Auf einer Schiffslänge von 56 Metern und 13 Metern Breite stehen den Passagieren etwa 1000 Sitzplätze zur Verfügung. Komfort nach den Massstäben der europäischen Binnengewässer gibt es nicht, trotzdem wirkt die Zweideckbauweise dieser Schiffe auf ihre Art maritim. Die Freideckplätze sind mehr als bescheiden und nur auf dem achteren Teil des Oberdecks und einer schmalen Galerie unterhalb des Steuerhauses für die Passagiere zugänglich. Die Besatzung setzt sich aus zwei Schiffsführern, einem Maschinisten und einer freundlichen Matrosin mit umgelegter Schwimmweste zusammen. Staunend betrachtet sie ein Foto der ‚Karlsruhe’. Sie schüttelt ungläubig den Kopf, als ich ihr erkläre, dass dieses Schiff aus dem Jahre 1937 stammt. ‚Mentiro’ (Lüge) meint sie und mustert mich mit ungläubigem Blick aus ihren Kulleraugen. Aber glücklicherweise habe ich noch einen Flyer mit den anderen Bodenseeschiffen und den Jahreszahlen dabei. ‚Gente’ (nicht möglich). Sie bedankt sich herzlich und entert über die Leiter in das Steuerhaus, um ihren Kollegen über die ‚Barcos Maravilhoso’ auf dem ‚Segundo Mar Aqua doce’ in West-Europa zu erzählen.

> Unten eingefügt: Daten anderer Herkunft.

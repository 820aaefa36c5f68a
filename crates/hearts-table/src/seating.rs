use std::sync::Arc;
use std::time::Duration;

use hearts_engine::game::Strategy;
use hearts_engine::model::player::PlayerPosition;
use hearts_players::{CautiousPlayer, ConsolePlayer, OpenAiClient, Paced, Shared, TextGenPlayer};
use tokio::io::{BufReader, Stdin, Stdout};
use thiserror::Error;

use crate::config::{PlayerKind, TableConfig, ValidationError};

#[derive(Debug, Error)]
pub enum SetupError {
    #[error(transparent)]
    Config(#[from] ValidationError),
    #[error("text generation setup failed: {0}")]
    TextGen(#[from] hearts_players::TextGenError),
}

/// Builds strategies for one game from a validated config.
pub struct Seating {
    client: Option<Arc<OpenAiClient>>,
    console: Option<Shared<ConsolePlayer<BufReader<Stdin>, Stdout>>>,
}

impl Seating {
    /// Resolves the API client once, only when a `text_gen` seat needs it.
    /// The console player is also built once so stdin is read through a
    /// single buffer for every game.
    pub fn prepare(config: &TableConfig) -> Result<Self, SetupError> {
        let needs_client = config
            .players
            .iter()
            .any(|p| p.kind == PlayerKind::TextGen);
        let client = if needs_client {
            let client = OpenAiClient::from_env(&config.text_gen.api_key_env)?
                .with_endpoint(config.text_gen.endpoint.clone())
                .with_model(config.text_gen.model.clone());
            Some(Arc::new(client))
        } else {
            None
        };
        let console = Self::console_seat(config).map(|_| Shared::new(ConsolePlayer::stdio()));
        Ok(Self { client, console })
    }

    /// Seat where a console player sits, if any. That seat's hand is shown.
    pub fn console_seat(config: &TableConfig) -> Option<PlayerPosition> {
        config
            .players
            .iter()
            .position(|p| p.kind == PlayerKind::Console)
            .and_then(PlayerPosition::from_index)
    }

    /// `game_seed` makes cautious seats reproducible alongside the deal.
    pub fn strategies(
        &self,
        config: &TableConfig,
        game_seed: u64,
    ) -> Result<[Box<dyn Strategy>; 4], SetupError> {
        let delay = Duration::from_millis(config.delay_ms);
        let names = config.names();
        let mut seats: Vec<Box<dyn Strategy>> = Vec::with_capacity(4);

        for (index, player) in config.players.iter().enumerate() {
            let strategy: Box<dyn Strategy> = match player.kind {
                PlayerKind::Cautious => {
                    let seed = game_seed.wrapping_add(index as u64 + 1);
                    Box::new(Paced::new(CautiousPlayer::new(Some(seed)), delay))
                }
                PlayerKind::Console => match self.console.clone() {
                    Some(console) => Box::new(console),
                    None => Box::new(Shared::new(ConsolePlayer::stdio())),
                },
                PlayerKind::TextGen => {
                    let params = player.text_gen_params()?;
                    let client = self.client.clone().ok_or_else(|| {
                        hearts_players::TextGenError::MissingApiKey(
                            config.text_gen.api_key_env.clone(),
                        )
                    })?;
                    let opponents: Vec<&String> =
                        names.iter().filter(|name| **name != player.name).collect();
                    let ai = TextGenPlayer::new(client, &player.name, &opponents)
                        .shoot_the_moon(params.shoot_the_moon)
                        .count_cards(params.count_cards)
                        .retry(
                            Duration::from_millis(config.text_gen.retry_ms),
                            config.text_gen.attempt_limit(),
                        );
                    Box::new(Paced::new(ai, delay))
                }
            };
            seats.push(strategy);
        }

        seats.try_into().map_err(|seats: Vec<Box<dyn Strategy>>| {
            SetupError::Config(ValidationError::InvalidField {
                field: "players".to_string(),
                message: format!("exactly four players are required, found {}", seats.len()),
            })
        })
    }
}

#[cfg(test)]
mod tests {
    use super::Seating;
    use crate::config::{PlayerKind, TableConfig};
    use hearts_engine::model::player::PlayerPosition;

    #[test]
    fn default_table_needs_no_client() {
        let config = TableConfig::default_table();
        let seating = Seating::prepare(&config).expect("no api key needed");
        assert!(seating.client.is_none());
        assert_eq!(Seating::console_seat(&config), None);
        assert!(seating.strategies(&config, 1).is_ok());
    }

    #[test]
    fn console_seat_follows_list_order() {
        let mut config = TableConfig::default_table();
        config.players[2].kind = PlayerKind::Console;
        assert_eq!(Seating::console_seat(&config), Some(PlayerPosition::South));
    }

    #[test]
    fn console_player_is_built_once() {
        let mut config = TableConfig::default_table();
        config.players[0].kind = PlayerKind::Console;
        let seating = Seating::prepare(&config).expect("no api key needed");
        assert!(seating.console.is_some());
        assert!(seating.strategies(&config, 1).is_ok());
        assert!(seating.strategies(&config, 2).is_ok());
    }

    #[test]
    fn text_gen_without_key_fails_early() {
        let mut config = TableConfig::default_table();
        config.players[1].kind = PlayerKind::TextGen;
        config.text_gen.api_key_env = "HEARTS_TABLE_TEST_KEY_NEVER_SET".to_string();
        let err = Seating::prepare(&config).err().expect("missing key");
        assert!(err.to_string().contains("HEARTS_TABLE_TEST_KEY_NEVER_SET"));
    }
}
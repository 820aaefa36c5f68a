use crate::model::passing::PassingDirection;
use crate::model::player::PlayerPosition;
use crate::model::score::ScoreBoard;
use crate::model::trick::Play;
use crate::rules::TrickOutcome;
use serde::Serialize;

#[derive(Debug, Clone, PartialEq, Eq, Serialize)]
pub struct TrickRecord {
    pub leader: PlayerPosition,
    pub plays: Vec<Play>,
    pub winner: PlayerPosition,
    pub points: u8,
}

impl From<&TrickOutcome> for TrickRecord {
    fn from(outcome: &TrickOutcome) -> Self {
        Self {
            leader: outcome.trick.leader(),
            plays: outcome.trick.plays().to_vec(),
            winner: outcome.winner,
            points: outcome.points,
        }
    }
}

/// Archived summary of one finished round. Written for audit and logs only;
/// gameplay never reads it back.
#[derive(Debug, Clone, PartialEq, Eq, Serialize)]
pub struct RoundRecord {
    pub round: u32,
    pub passing_direction: PassingDirection,
    pub tricks: Vec<TrickRecord>,
    pub captured_points: [u8; 4],
    pub moonshot: Option<PlayerPosition>,
    pub deltas: [u32; 4],
    pub scores: [u32; 4],
}

impl RoundRecord {
    pub fn to_json_line(&self) -> serde_json::Result<String> {
        serde_json::to_string(self)
    }
}

#[derive(Debug, Clone, PartialEq, Eq, Serialize)]
pub struct MatchOutcome {
    pub winner: PlayerPosition,
    pub winner_name: String,
    pub scores: ScoreBoard,
    pub rounds: usize,
}
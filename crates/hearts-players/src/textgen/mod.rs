//! Strategy that asks a text-generation service for its decisions.

mod client;

pub use client::{DEFAULT_ENDPOINT, DEFAULT_MODEL, OpenAiClient};

use async_trait::async_trait;
use hearts_engine::game::{PassContext, PlayContext, Strategy, StrategyError};
use hearts_engine::model::card::{Card, parse_card_list};
use hearts_engine::model::passing::validate_pass;
use std::time::Duration;
use thiserror::Error;
use tracing::{Level, event};

use crate::render;

#[derive(Debug, Error)]
pub enum TextGenError {
    #[error("environment variable {0} holding the API key is not set")]
    MissingApiKey(String),
    #[error("request failed: {0}")]
    Http(#[from] reqwest::Error),
    #[error("reply contained no message")]
    EmptyReply,
}

/// A service that answers a prompt under a system prompt.
#[async_trait]
pub trait TextGenerator: Send + Sync {
    async fn respond(&self, system_prompt: &str, prompt: &str) -> Result<String, TextGenError>;
}

#[async_trait]
impl<G: TextGenerator + ?Sized> TextGenerator for std::sync::Arc<G> {
    async fn respond(&self, system_prompt: &str, prompt: &str) -> Result<String, TextGenError> {
        (**self).respond(system_prompt, prompt).await
    }
}

/// Trims whitespace and any quotes wrapped round the reply.
pub fn clean_reply(reply: &str) -> &str {
    reply.trim().trim_matches(|c| c == '"' || c == '\'').trim()
}

pub struct TextGenPlayer<G> {
    generator: G,
    system_prompt: String,
    count_cards: bool,
    retry_delay: Duration,
    max_attempts: Option<u32>,
}

impl<G: TextGenerator> TextGenPlayer<G> {
    pub fn new<S: AsRef<str>>(generator: G, name: &str, opponents: &[S]) -> Self {
        let opponents: Vec<&str> = opponents.iter().map(AsRef::as_ref).collect();
        Self {
            generator,
            system_prompt: format!(
                "Your name is {name} and you're playing a game of Hearts against {}.",
                opponents.join(", ")
            ),
            count_cards: false,
            retry_delay: Duration::from_secs(1),
            max_attempts: None,
        }
    }

    pub fn shoot_the_moon(mut self, enabled: bool) -> Self {
        if enabled {
            self.system_prompt.push_str("\nTry to shoot the moon!");
        }
        self
    }

    /// Includes every captured pile in the play prompt.
    pub fn count_cards(mut self, enabled: bool) -> Self {
        self.count_cards = enabled;
        self
    }

    /// Pause between rejected replies and an optional cap on attempts.
    /// `None` (or `Some(0)`) keeps asking until a reply is valid.
    pub fn retry(mut self, delay: Duration, max_attempts: Option<u32>) -> Self {
        self.retry_delay = delay;
        self.max_attempts = max_attempts.filter(|&limit| limit > 0);
        self
    }

    pub fn system_prompt(&self) -> &str {
        &self.system_prompt
    }

    pub fn pass_prompt(ctx: &PassContext<'_>) -> String {
        format!(
            "Choose 3 cards to pass to {}. Your hand: {}. Reply ONLY with a list of cards to pass like: '♦10,♣2,♥A'.",
            ctx.recipient_name,
            render::card_list(ctx.hand.cards()),
        )
    }

    pub fn play_prompt(&self, ctx: &PlayContext<'_>) -> String {
        let mut prompt = format!(
            "Choose a card to play in current trick. The trick so far: {}. Your hand: {}. Cards you can legally play: {}\n",
            render::trick(ctx.trick, ctx.names),
            render::card_list(ctx.hand.cards()),
            render::card_list(ctx.legal),
        );
        if self.count_cards {
            prompt.push_str(&format!(
                "You have been counting cards that have been taken so far, use this to your advantage: {}.\n",
                render::captured(ctx.captured, ctx.names)
            ));
        }
        prompt.push_str("Reply ONLY with a card that's LEGAL to play in the format: '♣J'.");
        prompt
    }

    /// Sends `prompt` until `accept` takes the reply. Gives up only when a
    /// cap is set and reached.
    async fn negotiate<T, F>(&self, prompt: &str, mut accept: F) -> Result<T, StrategyError>
    where
        F: FnMut(&str) -> Result<T, String> + Send,
        T: Send,
    {
        let mut attempt: u32 = 0;
        loop {
            attempt = attempt.saturating_add(1);
            let reason = match self.generator.respond(&self.system_prompt, prompt).await {
                Ok(reply) => match accept(clean_reply(&reply)) {
                    Ok(value) => return Ok(value),
                    Err(reason) => reason,
                },
                Err(err) => err.to_string(),
            };
            event!(
                target: "hearts_players::textgen",
                Level::WARN,
                attempt,
                max_attempts = ?self.max_attempts,
                %reason,
                "reply rejected, trying again"
            );
            if let Some(limit) = self.max_attempts.filter(|&limit| attempt >= limit) {
                return Err(StrategyError::Exhausted { attempts: limit });
            }
            if !self.retry_delay.is_zero() {
                tokio::time::sleep(self.retry_delay).await;
            }
        }
    }
}

#[async_trait]
impl<G: TextGenerator> Strategy for TextGenPlayer<G> {
    async fn pass_three_cards(&mut self, ctx: PassContext<'_>) -> Result<[Card; 3], StrategyError> {
        let prompt = Self::pass_prompt(&ctx);
        let hand = ctx.hand;
        self.negotiate(&prompt, |reply| {
            let cards = parse_card_list(reply).map_err(|err| err.to_string())?;
            validate_pass(hand, &cards).map_err(|err| err.to_string())
        })
        .await
    }

    async fn select_card_for_trick(&mut self, ctx: PlayContext<'_>) -> Result<Card, StrategyError> {
        let prompt = self.play_prompt(&ctx);
        let legal = ctx.legal;
        self.negotiate(&prompt, |reply| {
            let card = reply.parse::<Card>().map_err(|err| err.to_string())?;
            if legal.contains(&card) {
                Ok(card)
            } else {
                Err(format!("{} is not a legal play", card.symbolic()))
            }
        })
        .await
    }
}
use async_trait::async_trait;
use reqwest::Client;
use serde::{Deserialize, Serialize};
use std::fmt;
use tracing::{Level, event};

use super::{TextGenError, TextGenerator};

pub const DEFAULT_ENDPOINT: &str = "https://api.openai.com/v1/chat/completions";
pub const DEFAULT_MODEL: &str = "gpt-5";

/// Chat-completions client speaking the OpenAI wire format.
#[derive(Clone)]
pub struct OpenAiClient {
    http: Client,
    endpoint: String,
    model: String,
    api_key: String,
}

impl fmt::Debug for OpenAiClient {
    fn fmt(&self, f: &mut fmt::Formatter<'_>) -> fmt::Result {
        f.debug_struct("OpenAiClient")
            .field("endpoint", &self.endpoint)
            .field("model", &self.model)
            .field("api_key", &"<redacted>")
            .finish()
    }
}

#[derive(Debug, Serialize)]
struct ChatRequest<'a> {
    model: &'a str,
    messages: [ChatMessage<'a>; 2],
}

#[derive(Debug, Serialize)]
struct ChatMessage<'a> {
    role: &'static str,
    content: &'a str,
}

#[derive(Debug, Deserialize)]
struct ChatResponse {
    #[serde(default)]
    choices: Vec<ChatChoice>,
}

#[derive(Debug, Deserialize)]
struct ChatChoice {
    message: ReplyMessage,
}

#[derive(Debug, Deserialize)]
struct ReplyMessage {
    #[serde(default)]
    content: Option<String>,
}

impl OpenAiClient {
    pub fn new(api_key: impl Into<String>) -> Self {
        Self {
            http: Client::new(),
            endpoint: DEFAULT_ENDPOINT.to_string(),
            model: DEFAULT_MODEL.to_string(),
            api_key: api_key.into(),
        }
    }

    /// Reads the key from `var`.
    pub fn from_env(var: &str) -> Result<Self, TextGenError> {
        match std::env::var(var) {
            Ok(key) if !key.trim().is_empty() => Ok(Self::new(key.trim())),
            _ => Err(TextGenError::MissingApiKey(var.to_string())),
        }
    }

    pub fn with_endpoint(mut self, endpoint: impl Into<String>) -> Self {
        self.endpoint = endpoint.into();
        self
    }

    pub fn with_model(mut self, model: impl Into<String>) -> Self {
        self.model = model.into();
        self
    }

    pub fn endpoint(&self) -> &str {
        &self.endpoint
    }

    pub fn model(&self) -> &str {
        &self.model
    }

    fn request<'a>(&'a self, system_prompt: &'a str, prompt: &'a str) -> ChatRequest<'a> {
        ChatRequest {
            model: &self.model,
            messages: [
                ChatMessage {
                    role: "system",
                    content: system_prompt,
                },
                ChatMessage {
                    role: "user",
                    content: prompt,
                },
            ],
        }
    }
}

fn first_reply(response: ChatResponse) -> Result<String, TextGenError> {
    response
        .choices
        .into_iter()
        .next()
        .and_then(|choice| choice.message.content)
        .filter(|content| !content.trim().is_empty())
        .ok_or(TextGenError::EmptyReply)
}

#[async_trait]
impl TextGenerator for OpenAiClient {
    async fn respond(&self, system_prompt: &str, prompt: &str) -> Result<String, TextGenError> {
        event!(
            target: "hearts_players::textgen",
            Level::DEBUG,
            model = %self.model,
            prompt_len = prompt.len(),
            "sending prompt"
        );
        let response: ChatResponse = self
            .http
            .post(&self.endpoint)
            .bearer_auth(&self.api_key)
            .json(&self.request(system_prompt, prompt))
            .send()
            .await?
            .error_for_status()?
            .json()
            .await?;
        first_reply(response)
    }
}
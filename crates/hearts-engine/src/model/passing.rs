use crate::model::card::Card;
use crate::model::hand::Hand;
use crate::model::player::PlayerPosition;
use crate::model::table::HandUpdates;
use serde::{Deserialize, Serialize};
use std::array;
use std::fmt;
use thiserror::Error;

/// Where each seat sends its three cards. Rounds cycle through three
/// directions; there is no hold round.
#[derive(Debug, Clone, Copy, PartialEq, Eq, Hash, Serialize, Deserialize)]
pub enum PassingDirection {
    Left,
    Across,
    Right,
}

impl PassingDirection {
    pub const CYCLE: [PassingDirection; 3] = [
        PassingDirection::Left,
        PassingDirection::Across,
        PassingDirection::Right,
    ];

    /// Seat `i` passes to seat `(i + 1 + round % 3) % 4`.
    pub const fn for_round(round: u32) -> PassingDirection {
        match round % 3 {
            0 => PassingDirection::Left,
            1 => PassingDirection::Across,
            _ => PassingDirection::Right,
        }
    }

    pub const fn steps(self) -> usize {
        match self {
            PassingDirection::Left => 1,
            PassingDirection::Across => 2,
            PassingDirection::Right => 3,
        }
    }

    pub const fn target(self, seat: PlayerPosition) -> PlayerPosition {
        seat.offset(self.steps())
    }

    pub fn recipients(self) -> [PlayerPosition; 4] {
        PlayerPosition::LOOP.map(|seat| self.target(seat))
    }

    pub const fn as_str(self) -> &'static str {
        match self {
            PassingDirection::Left => "Left",
            PassingDirection::Across => "Across",
            PassingDirection::Right => "Right",
        }
    }
}

impl fmt::Display for PassingDirection {
    fn fmt(&self, f: &mut fmt::Formatter<'_>) -> fmt::Result {
        f.write_str(self.as_str())
    }
}

#[derive(Debug, Clone, PartialEq, Eq, Error)]
pub enum PassError {
    #[error("exactly 3 cards must be passed, got {0}")]
    WrongCount(usize),
    #[error("{0} was picked more than once")]
    Duplicate(Card),
    #[error("{0} is not in the hand")]
    CardNotInHand(Card),
}

/// Checks a proposed pass: three distinct cards, all held.
pub fn validate_pass(hand: &Hand, cards: &[Card]) -> Result<[Card; 3], PassError> {
    let picked: [Card; 3] = cards
        .try_into()
        .map_err(|_| PassError::WrongCount(cards.len()))?;

    for (idx, card) in picked.iter().enumerate() {
        if picked[..idx].contains(card) {
            return Err(PassError::Duplicate(*card));
        }
        if !hand.contains(*card) {
            return Err(PassError::CardNotInHand(*card));
        }
    }
    Ok(picked)
}

/// Collects every seat's pass before any card changes hands.
#[derive(Debug, Clone)]
pub struct PassingState {
    direction: PassingDirection,
    submissions: [Option<[Card; 3]>; 4],
}

impl PassingState {
    pub fn new(direction: PassingDirection) -> Self {
        Self {
            direction,
            submissions: array::from_fn(|_| None),
        }
    }

    pub fn submit(&mut self, seat: PlayerPosition, cards: [Card; 3]) {
        self.submissions[seat.index()] = Some(cards);
    }

    pub fn is_complete(&self) -> bool {
        self.submissions
            .iter()
            .all(|submission| submission.is_some())
    }

    /// One batched update moving every submitted card to its recipient.
    pub fn to_updates(&self) -> HandUpdates {
        PlayerPosition::LOOP
            .iter()
            .copied()
            .fold(HandUpdates::new(), |updates, seat| {
                match self.submissions[seat.index()] {
                    Some(cards) => updates
                        .remove(seat, cards)
                        .add(self.direction.target(seat), cards),
                    None => updates,
                }
            })
    }
}

#[cfg(test)]
mod tests {
    use super::{PassError, PassingDirection, PassingState, validate_pass};
    use crate::model::card::Card;
    use crate::model::hand::Hand;
    use crate::model::player::PlayerPosition;
    use crate::model::rank::Rank;
    use crate::model::suit::Suit;

    #[test]
    fn direction_repeats_every_three_rounds() {
        assert_eq!(PassingDirection::for_round(0), PassingDirection::Left);
        assert_eq!(PassingDirection::for_round(1), PassingDirection::Across);
        assert_eq!(PassingDirection::for_round(2), PassingDirection::Right);
        for round in 0..12 {
            assert_eq!(
                PassingDirection::for_round(round),
                PassingDirection::for_round(round + 3)
            );
        }
    }

    #[test]
    fn target_follows_round_formula() {
        for round in 0..3u32 {
            let direction = PassingDirection::for_round(round);
            for seat in PlayerPosition::LOOP {
                let expected = (seat.index() + 1 + (round as usize % 3)) % 4;
                assert_eq!(direction.target(seat).index(), expected);
            }
        }
        assert_eq!(
            PassingDirection::Right.target(PlayerPosition::North),
            PlayerPosition::West
        );
    }

    #[test]
    fn nobody_passes_to_themselves() {
        for direction in PassingDirection::CYCLE {
            let recipients = direction.recipients();
            for seat in PlayerPosition::LOOP {
                assert_ne!(recipients[seat.index()], seat);
            }
        }
    }

    #[test]
    fn validate_pass_checks_count_duplicates_and_membership() {
        let hand = Hand::with_cards(vec![
            Card::new(Rank::Two, Suit::Clubs),
            Card::new(Rank::Three, Suit::Clubs),
            Card::new(Rank::Four, Suit::Clubs),
            Card::new(Rank::Ace, Suit::Hearts),
        ]);
        let two = Card::new(Rank::Two, Suit::Clubs);
        let three = Card::new(Rank::Three, Suit::Clubs);
        let ace = Card::new(Rank::Ace, Suit::Hearts);
        let stranger = Card::new(Rank::King, Suit::Spades);

        assert_eq!(validate_pass(&hand, &[two, three, ace]), Ok([two, three, ace]));
        assert_eq!(validate_pass(&hand, &[two, three]), Err(PassError::WrongCount(2)));
        assert_eq!(validate_pass(&hand, &[two, two, ace]), Err(PassError::Duplicate(two)));
        assert_eq!(
            validate_pass(&hand, &[two, stranger, ace]),
            Err(PassError::CardNotInHand(stranger))
        );
    }

    #[test]
    fn updates_route_cards_to_recipients() {
        let mut state = PassingState::new(PassingDirection::Across);
        let cards = [
            Card::new(Rank::Two, Suit::Clubs),
            Card::new(Rank::Three, Suit::Clubs),
            Card::new(Rank::Four, Suit::Clubs),
        ];
        state.submit(PlayerPosition::East, cards);
        assert!(!state.is_complete());

        let updates = state.to_updates();
        assert_eq!(updates.for_seat(PlayerPosition::East).removed, cards.to_vec());
        assert_eq!(updates.for_seat(PlayerPosition::West).added, cards.to_vec());
        assert!(updates.for_seat(PlayerPosition::North).added.is_empty());
    }
}
pub mod card;
pub mod deck;
pub mod hand;
pub mod passing;
pub mod player;
pub mod rank;
pub mod round;
pub mod score;
pub mod suit;
pub mod table;
pub mod trick;
use async_trait::async_trait;
use hearts_engine::game::{PassContext, PlayContext, Strategy, StrategyError};
use hearts_engine::model::card::Card;
use hearts_engine::model::suit::Suit;
use rand::SeedableRng;
use rand::rngs::StdRng;
use rand::seq::SliceRandom;
use tracing::{Level, event};

/// Always plays the safest-looking legal card and passes three random ones.
pub struct CautiousPlayer {
    rng: StdRng,
}

impl CautiousPlayer {
    pub fn new(seed: Option<u64>) -> Self {
        let rng = match seed {
            Some(seed) => StdRng::seed_from_u64(seed),
            None => StdRng::from_entropy(),
        };
        Self { rng }
    }

    /// First legal card of the lead suit, else the first that carries no
    /// points, else whatever comes first.
    pub fn choose_play(legal: &[Card], lead_suit: Option<Suit>) -> Option<Card> {
        legal
            .iter()
            .copied()
            .find(|card| Some(card.suit) == lead_suit)
            .or_else(|| legal.iter().copied().find(|card| !card.is_penalty()))
            .or_else(|| legal.first().copied())
    }
}

impl Default for CautiousPlayer {
    fn default() -> Self {
        Self::new(None)
    }
}

#[async_trait]
impl Strategy for CautiousPlayer {
    async fn pass_three_cards(&mut self, ctx: PassContext<'_>) -> Result<[Card; 3], StrategyError> {
        let picked: Vec<Card> = ctx
            .hand
            .cards()
            .choose_multiple(&mut self.rng, 3)
            .copied()
            .collect();
        picked.try_into().map_err(|short: Vec<Card>| {
            StrategyError::Backend(format!("hand holds only {} cards", short.len()))
        })
    }

    async fn select_card_for_trick(&mut self, ctx: PlayContext<'_>) -> Result<Card, StrategyError> {
        let card = Self::choose_play(ctx.legal, ctx.trick.lead_suit())
            .ok_or(StrategyError::NoLegalCards)?;
        event!(
            target: "hearts_players::cautious",
            Level::TRACE,
            seat = %ctx.seat,
            card = %card,
            legal = ctx.legal.len(),
            "cautious play"
        );
        Ok(card)
    }
}

#[cfg(test)]
mod tests {
    use super::CautiousPlayer;
    use hearts_engine::game::{PassContext, Strategy};
    use hearts_engine::model::card::Card;
    use hearts_engine::model::hand::Hand;
    use hearts_engine::model::passing::validate_pass;
    use hearts_engine::model::player::PlayerPosition;
    use hearts_engine::model::rank::Rank;
    use hearts_engine::model::suit::Suit;

    fn card(rank: Rank, suit: Suit) -> Card {
        Card::new(rank, suit)
    }

    #[test]
    fn follows_lead_suit_first() {
        let legal = [
            card(Rank::Ace, Suit::Hearts),
            card(Rank::Four, Suit::Spades),
            card(Rank::Nine, Suit::Hearts),
        ];
        assert_eq!(
            CautiousPlayer::choose_play(&legal, Some(Suit::Hearts)),
            Some(card(Rank::Ace, Suit::Hearts))
        );
    }

    #[test]
    fn sheds_pointless_cards_before_penalties() {
        let legal = [
            Card::QUEEN_OF_SPADES,
            card(Rank::Nine, Suit::Hearts),
            card(Rank::Four, Suit::Diamonds),
        ];
        assert_eq!(
            CautiousPlayer::choose_play(&legal, Some(Suit::Clubs)),
            Some(card(Rank::Four, Suit::Diamonds))
        );
        assert_eq!(
            CautiousPlayer::choose_play(&legal[..2], None),
            Some(Card::QUEEN_OF_SPADES)
        );
        assert_eq!(CautiousPlayer::choose_play(&[], None), None);
    }

    #[tokio::test]
    async fn passes_three_distinct_held_cards() {
        let hand = Hand::with_cards(
            Rank::ORDERED
                .iter()
                .map(|&rank| card(rank, Suit::Diamonds))
                .collect(),
        );
        let names = ["a", "b", "c", "d"];
        let mut player = CautiousPlayer::new(Some(4));
        let passed = player
            .pass_three_cards(PassContext {
                seat: PlayerPosition::North,
                name: names[0],
                hand: &hand,
                recipient: PlayerPosition::East,
                recipient_name: names[1],
                round_number: 0,
            })
            .await
            .unwrap();
        assert_eq!(validate_pass(&hand, &passed), Ok(passed));
    }
}
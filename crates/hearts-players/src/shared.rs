use async_trait::async_trait;
use hearts_engine::game::{PassContext, PlayContext, Strategy, StrategyError};
use hearts_engine::model::card::Card;
use std::sync::Arc;
use tokio::sync::Mutex;

/// One strategy seated in several games in turn. Clones share the inner
/// strategy, so state such as buffered console input survives between games.
pub struct Shared<S> {
    inner: Arc<Mutex<S>>,
}

impl<S> Shared<S> {
    pub fn new(inner: S) -> Self {
        Self {
            inner: Arc::new(Mutex::new(inner)),
        }
    }
}

impl<S> Clone for Shared<S> {
    fn clone(&self) -> Self {
        Self {
            inner: Arc::clone(&self.inner),
        }
    }
}

#[async_trait]
impl<S: Strategy> Strategy for Shared<S> {
    async fn pass_three_cards(&mut self, ctx: PassContext<'_>) -> Result<[Card; 3], StrategyError> {
        self.inner.lock().await.pass_three_cards(ctx).await
    }

    async fn select_card_for_trick(&mut self, ctx: PlayContext<'_>) -> Result<Card, StrategyError> {
        self.inner.lock().await.select_card_for_trick(ctx).await
    }
}

#[cfg(test)]
mod tests {
    use super::Shared;
    use crate::console::ConsolePlayer;
    use hearts_engine::game::{PassContext, Strategy};
    use hearts_engine::model::card::Card;
    use hearts_engine::model::hand::Hand;
    use hearts_engine::model::player::PlayerPosition;
    use hearts_engine::model::rank::Rank;
    use hearts_engine::model::suit::Suit;
    use tokio::io::BufReader;

    #[tokio::test]
    async fn clones_read_from_the_same_input() {
        let input = "2C,3C,4C\n5C,6C,7C\n";
        let console = ConsolePlayer::new(BufReader::new(input.as_bytes()), Vec::<u8>::new());
        let mut first_game = Shared::new(console);
        let mut second_game = first_game.clone();

        let hand = Hand::with_cards(
            [Rank::Two, Rank::Three, Rank::Four, Rank::Five, Rank::Six, Rank::Seven]
                .map(|rank| Card::new(rank, Suit::Clubs))
                .to_vec(),
        );
        let ctx = PassContext {
            seat: PlayerPosition::South,
            name: "Dorothy",
            hand: &hand,
            recipient: PlayerPosition::West,
            recipient_name: "Sophia",
            round_number: 0,
        };

        let first = first_game.pass_three_cards(ctx).await.unwrap();
        drop(first_game);
        let second = second_game.pass_three_cards(ctx).await.unwrap();

        assert_eq!(first[0], Card::TWO_OF_CLUBS);
        assert_eq!(second[0], Card::new(Rank::Five, Suit::Clubs));
    }
}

Die ‚Ipanema’ ist mit zwei MAN-Sechszylinder-Dieselmotoren von je 600 PS ausgerüstet, die zwei vierflügelige Doppelschrauben antreiben. Die Geschwindigkeit liegt bei rund 21 km/h. Schneller geht es nicht, denn der Leertiefgang liegt bei rund drei Metern. Insgesamt hinterlässt das Schiff einen robusten, stabilen Eindruck. Der Maschinenraum gleicht einer Halle und ist schätzungsweise doppelt so gross wie früher auf der „Allgäu“. Ausser den Quartieren für die Schiffsmannschaft und einer Küche für den eigenen Bedarf gibt es in den Unterdeckräumen kaum eine Infrastruktur. Ganzer Stolz der Besatzung ist eine neue, multifunktionale Kaffeemaschine. Im Steuerhaus begrüsst mich Capitao Martim Bernardes mit kameradschaftlicher Herzlichkeit. ‚Voce tambem Capitao?’ (ob ich auch Kapitän sei) will er wissen. ‚Nao, eu trabalho em Bilheteria e ajudo  em ancoragem de Estacao muito antiga de Dingelsdorf, uma Bairro de Cidade Konstanz! (Nein ich arbeite als Fahrkartenverkäufer in Dingelsdorf, einer der ältesten Landestellen in einem Stadtteil von Konstanz.) Ich erkläre ihm aber, seit frühester Kindheit mit der Schifffahrt verbunden zu sein und auch die letzten Dampfschiffe noch gekannt habe.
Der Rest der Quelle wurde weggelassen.